Records drawn from a dataset:
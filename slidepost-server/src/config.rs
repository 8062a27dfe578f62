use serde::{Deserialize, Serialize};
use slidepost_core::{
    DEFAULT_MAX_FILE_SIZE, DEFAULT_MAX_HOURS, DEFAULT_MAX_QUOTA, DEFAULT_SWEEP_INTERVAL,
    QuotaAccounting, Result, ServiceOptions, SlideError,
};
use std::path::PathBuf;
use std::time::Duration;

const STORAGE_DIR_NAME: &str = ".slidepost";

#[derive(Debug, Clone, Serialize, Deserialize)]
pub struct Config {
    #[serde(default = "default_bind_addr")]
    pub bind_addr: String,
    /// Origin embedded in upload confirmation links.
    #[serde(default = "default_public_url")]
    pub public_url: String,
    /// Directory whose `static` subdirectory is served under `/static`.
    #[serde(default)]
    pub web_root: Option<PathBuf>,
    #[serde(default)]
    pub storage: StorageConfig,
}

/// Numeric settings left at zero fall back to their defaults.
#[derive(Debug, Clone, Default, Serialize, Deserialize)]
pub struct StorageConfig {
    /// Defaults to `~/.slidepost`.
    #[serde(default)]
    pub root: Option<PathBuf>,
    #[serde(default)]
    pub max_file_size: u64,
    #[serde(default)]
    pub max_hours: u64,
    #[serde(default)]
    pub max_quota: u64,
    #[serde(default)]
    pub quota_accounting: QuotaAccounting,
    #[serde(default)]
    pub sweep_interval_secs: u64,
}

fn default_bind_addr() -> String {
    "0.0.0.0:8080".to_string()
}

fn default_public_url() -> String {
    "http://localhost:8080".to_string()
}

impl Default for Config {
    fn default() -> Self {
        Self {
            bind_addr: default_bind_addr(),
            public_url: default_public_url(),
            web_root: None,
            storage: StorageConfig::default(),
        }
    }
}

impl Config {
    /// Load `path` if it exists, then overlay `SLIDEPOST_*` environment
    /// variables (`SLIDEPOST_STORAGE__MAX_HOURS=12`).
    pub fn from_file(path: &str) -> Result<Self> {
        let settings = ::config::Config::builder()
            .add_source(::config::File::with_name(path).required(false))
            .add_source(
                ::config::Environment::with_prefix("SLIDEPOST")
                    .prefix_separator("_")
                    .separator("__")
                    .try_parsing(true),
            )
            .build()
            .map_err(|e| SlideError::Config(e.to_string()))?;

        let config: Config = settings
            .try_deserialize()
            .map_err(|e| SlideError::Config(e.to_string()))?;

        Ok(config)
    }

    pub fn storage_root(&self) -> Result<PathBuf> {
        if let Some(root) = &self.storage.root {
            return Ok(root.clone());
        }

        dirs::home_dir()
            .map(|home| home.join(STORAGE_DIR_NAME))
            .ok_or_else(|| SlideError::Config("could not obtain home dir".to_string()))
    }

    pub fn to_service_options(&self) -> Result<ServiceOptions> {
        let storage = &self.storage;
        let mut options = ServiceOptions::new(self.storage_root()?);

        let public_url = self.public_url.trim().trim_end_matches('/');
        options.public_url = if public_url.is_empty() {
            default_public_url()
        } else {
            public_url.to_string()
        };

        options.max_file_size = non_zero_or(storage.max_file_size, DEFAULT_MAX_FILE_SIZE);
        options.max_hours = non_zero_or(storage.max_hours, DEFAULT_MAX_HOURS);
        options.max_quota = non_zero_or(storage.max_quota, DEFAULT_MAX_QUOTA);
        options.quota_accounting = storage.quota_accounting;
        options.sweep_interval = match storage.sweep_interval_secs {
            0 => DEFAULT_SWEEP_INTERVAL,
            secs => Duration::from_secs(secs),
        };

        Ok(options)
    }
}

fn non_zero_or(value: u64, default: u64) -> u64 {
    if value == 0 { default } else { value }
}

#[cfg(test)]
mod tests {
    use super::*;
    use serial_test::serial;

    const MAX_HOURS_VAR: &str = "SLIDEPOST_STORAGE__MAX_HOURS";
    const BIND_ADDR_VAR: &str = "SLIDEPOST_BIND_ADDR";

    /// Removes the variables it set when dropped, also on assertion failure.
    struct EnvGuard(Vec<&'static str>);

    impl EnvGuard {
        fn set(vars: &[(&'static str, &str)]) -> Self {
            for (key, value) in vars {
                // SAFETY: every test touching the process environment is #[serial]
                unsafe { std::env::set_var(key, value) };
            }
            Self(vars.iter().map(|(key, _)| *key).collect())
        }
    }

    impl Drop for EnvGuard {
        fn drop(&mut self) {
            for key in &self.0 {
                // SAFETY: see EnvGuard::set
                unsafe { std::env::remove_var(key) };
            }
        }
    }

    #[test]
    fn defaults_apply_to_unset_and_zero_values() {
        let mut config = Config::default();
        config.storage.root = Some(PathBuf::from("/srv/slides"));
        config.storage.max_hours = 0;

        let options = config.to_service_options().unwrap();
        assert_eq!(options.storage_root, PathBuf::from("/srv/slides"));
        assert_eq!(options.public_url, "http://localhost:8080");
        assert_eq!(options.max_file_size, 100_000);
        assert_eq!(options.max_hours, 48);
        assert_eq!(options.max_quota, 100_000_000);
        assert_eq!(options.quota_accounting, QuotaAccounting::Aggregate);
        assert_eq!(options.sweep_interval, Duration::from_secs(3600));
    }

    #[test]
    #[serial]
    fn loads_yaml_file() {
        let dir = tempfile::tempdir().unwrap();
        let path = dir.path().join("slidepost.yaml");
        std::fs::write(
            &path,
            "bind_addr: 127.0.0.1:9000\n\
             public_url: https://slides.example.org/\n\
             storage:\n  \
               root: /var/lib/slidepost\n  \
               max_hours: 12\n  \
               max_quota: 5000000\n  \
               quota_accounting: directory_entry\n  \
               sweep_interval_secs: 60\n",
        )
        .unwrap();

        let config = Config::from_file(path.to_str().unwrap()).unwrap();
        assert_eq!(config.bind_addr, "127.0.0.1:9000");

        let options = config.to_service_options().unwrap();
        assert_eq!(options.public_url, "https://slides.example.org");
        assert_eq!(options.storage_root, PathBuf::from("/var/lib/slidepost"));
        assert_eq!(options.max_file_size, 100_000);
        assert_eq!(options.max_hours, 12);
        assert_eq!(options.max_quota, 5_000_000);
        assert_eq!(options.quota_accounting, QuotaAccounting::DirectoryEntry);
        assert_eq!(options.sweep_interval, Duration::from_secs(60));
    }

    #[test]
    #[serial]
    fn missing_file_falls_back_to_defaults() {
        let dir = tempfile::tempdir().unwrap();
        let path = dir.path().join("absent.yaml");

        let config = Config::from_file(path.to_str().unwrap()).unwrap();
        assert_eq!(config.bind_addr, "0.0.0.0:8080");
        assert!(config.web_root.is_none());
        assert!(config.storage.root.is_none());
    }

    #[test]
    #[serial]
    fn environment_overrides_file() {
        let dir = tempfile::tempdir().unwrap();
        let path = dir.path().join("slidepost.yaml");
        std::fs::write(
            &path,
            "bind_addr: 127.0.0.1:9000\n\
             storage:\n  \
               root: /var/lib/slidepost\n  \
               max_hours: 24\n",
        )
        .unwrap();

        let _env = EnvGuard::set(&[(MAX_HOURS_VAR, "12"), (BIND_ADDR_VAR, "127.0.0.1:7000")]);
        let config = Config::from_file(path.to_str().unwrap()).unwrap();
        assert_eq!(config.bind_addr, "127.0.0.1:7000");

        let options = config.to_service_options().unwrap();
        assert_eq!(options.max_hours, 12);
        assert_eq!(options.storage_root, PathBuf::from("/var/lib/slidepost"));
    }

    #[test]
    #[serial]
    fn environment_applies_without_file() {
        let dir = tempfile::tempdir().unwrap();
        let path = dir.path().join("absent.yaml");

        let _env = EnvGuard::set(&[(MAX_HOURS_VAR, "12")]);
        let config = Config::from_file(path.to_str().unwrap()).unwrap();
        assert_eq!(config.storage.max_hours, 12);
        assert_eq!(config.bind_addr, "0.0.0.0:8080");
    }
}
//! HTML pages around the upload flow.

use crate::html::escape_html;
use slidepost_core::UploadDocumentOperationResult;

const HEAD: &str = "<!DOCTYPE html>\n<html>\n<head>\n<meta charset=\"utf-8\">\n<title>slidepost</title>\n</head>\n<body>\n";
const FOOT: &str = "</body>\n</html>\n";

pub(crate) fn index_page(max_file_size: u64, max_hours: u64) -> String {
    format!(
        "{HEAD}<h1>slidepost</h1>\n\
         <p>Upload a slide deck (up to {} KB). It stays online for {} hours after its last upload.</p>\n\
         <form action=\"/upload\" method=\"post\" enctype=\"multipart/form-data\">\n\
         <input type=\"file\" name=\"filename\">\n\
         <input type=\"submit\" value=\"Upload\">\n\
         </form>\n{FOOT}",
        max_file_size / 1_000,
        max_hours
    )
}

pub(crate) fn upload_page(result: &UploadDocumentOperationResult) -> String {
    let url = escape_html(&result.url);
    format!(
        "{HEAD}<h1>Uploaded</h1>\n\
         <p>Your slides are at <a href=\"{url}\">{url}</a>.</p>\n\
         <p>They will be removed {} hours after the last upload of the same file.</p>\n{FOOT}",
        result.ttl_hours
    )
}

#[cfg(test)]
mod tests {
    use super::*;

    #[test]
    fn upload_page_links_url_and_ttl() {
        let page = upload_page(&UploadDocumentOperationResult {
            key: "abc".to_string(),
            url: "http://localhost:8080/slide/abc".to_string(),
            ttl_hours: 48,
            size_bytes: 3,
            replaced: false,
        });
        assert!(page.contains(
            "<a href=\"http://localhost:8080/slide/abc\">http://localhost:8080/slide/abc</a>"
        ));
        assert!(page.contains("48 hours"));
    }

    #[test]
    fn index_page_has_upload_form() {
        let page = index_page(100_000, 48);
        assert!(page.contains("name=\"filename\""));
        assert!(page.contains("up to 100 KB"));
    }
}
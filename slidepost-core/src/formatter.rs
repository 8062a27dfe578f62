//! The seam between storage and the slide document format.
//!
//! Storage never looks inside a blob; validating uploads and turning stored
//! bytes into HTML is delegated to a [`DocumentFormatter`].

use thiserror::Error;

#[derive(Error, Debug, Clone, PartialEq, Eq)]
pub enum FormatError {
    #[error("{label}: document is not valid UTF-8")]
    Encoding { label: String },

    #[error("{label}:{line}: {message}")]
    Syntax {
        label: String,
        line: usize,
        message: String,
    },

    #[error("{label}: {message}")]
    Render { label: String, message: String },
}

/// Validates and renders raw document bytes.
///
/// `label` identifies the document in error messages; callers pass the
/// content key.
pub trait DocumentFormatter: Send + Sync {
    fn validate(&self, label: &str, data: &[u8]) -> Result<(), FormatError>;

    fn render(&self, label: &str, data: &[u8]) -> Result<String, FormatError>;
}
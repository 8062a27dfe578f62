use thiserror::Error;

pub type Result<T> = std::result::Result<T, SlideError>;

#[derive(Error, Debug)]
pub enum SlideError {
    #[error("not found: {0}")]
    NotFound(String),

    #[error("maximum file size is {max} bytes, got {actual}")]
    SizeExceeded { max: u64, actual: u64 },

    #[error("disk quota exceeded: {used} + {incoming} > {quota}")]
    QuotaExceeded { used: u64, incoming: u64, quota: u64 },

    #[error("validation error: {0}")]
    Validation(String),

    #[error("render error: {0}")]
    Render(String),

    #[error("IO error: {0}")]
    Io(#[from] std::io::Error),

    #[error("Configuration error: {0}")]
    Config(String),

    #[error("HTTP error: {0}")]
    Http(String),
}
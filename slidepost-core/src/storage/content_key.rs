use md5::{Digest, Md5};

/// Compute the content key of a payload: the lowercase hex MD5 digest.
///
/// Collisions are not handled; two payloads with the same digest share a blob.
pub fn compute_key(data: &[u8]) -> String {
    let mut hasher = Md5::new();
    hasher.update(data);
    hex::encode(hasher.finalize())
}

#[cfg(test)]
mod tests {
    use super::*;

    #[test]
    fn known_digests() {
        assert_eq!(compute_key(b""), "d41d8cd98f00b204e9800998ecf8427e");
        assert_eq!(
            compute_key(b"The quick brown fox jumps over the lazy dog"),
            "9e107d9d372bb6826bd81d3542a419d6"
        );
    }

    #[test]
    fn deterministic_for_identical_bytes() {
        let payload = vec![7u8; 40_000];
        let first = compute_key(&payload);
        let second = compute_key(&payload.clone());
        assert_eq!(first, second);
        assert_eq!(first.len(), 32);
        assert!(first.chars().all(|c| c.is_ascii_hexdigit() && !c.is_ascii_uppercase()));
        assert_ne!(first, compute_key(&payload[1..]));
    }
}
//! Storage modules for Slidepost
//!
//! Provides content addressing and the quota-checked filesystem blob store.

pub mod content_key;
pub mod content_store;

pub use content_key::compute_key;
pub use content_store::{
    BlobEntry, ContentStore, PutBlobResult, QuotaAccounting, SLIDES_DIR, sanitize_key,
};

==

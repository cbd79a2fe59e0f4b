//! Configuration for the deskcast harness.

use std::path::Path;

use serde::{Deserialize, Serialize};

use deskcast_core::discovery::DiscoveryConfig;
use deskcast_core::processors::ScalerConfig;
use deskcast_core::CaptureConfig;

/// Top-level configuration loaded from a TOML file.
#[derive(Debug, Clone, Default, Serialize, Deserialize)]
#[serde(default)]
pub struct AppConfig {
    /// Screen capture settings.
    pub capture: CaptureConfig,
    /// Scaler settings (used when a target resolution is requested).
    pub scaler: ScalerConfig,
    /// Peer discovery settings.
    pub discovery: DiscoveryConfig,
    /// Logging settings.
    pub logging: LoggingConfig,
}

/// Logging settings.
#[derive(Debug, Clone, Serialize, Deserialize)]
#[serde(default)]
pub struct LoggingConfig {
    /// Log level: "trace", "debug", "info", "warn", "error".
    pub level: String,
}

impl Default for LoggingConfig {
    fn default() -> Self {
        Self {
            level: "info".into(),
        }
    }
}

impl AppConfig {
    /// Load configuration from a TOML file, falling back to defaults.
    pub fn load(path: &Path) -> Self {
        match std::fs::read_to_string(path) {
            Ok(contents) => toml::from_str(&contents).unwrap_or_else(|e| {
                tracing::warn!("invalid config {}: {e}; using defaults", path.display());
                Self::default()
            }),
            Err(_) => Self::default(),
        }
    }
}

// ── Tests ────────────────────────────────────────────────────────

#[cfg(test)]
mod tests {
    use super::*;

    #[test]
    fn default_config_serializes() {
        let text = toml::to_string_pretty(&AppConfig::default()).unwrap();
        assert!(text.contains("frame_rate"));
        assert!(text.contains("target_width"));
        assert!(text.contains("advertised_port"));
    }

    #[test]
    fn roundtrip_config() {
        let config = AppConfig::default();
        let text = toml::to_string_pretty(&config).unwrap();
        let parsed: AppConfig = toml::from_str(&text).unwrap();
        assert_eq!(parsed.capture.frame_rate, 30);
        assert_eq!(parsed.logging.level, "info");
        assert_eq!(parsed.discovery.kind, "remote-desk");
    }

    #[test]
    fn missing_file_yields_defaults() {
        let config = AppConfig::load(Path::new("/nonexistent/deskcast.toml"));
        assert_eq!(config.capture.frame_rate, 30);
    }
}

- _Aim of the exercise_: Among the lines above, find those with the word "https" and list them.

- _Answer for the task_:
             public_url: https://slides.example.org/\n\
        assert_eq!(options.public_url, "https://slides.example.org");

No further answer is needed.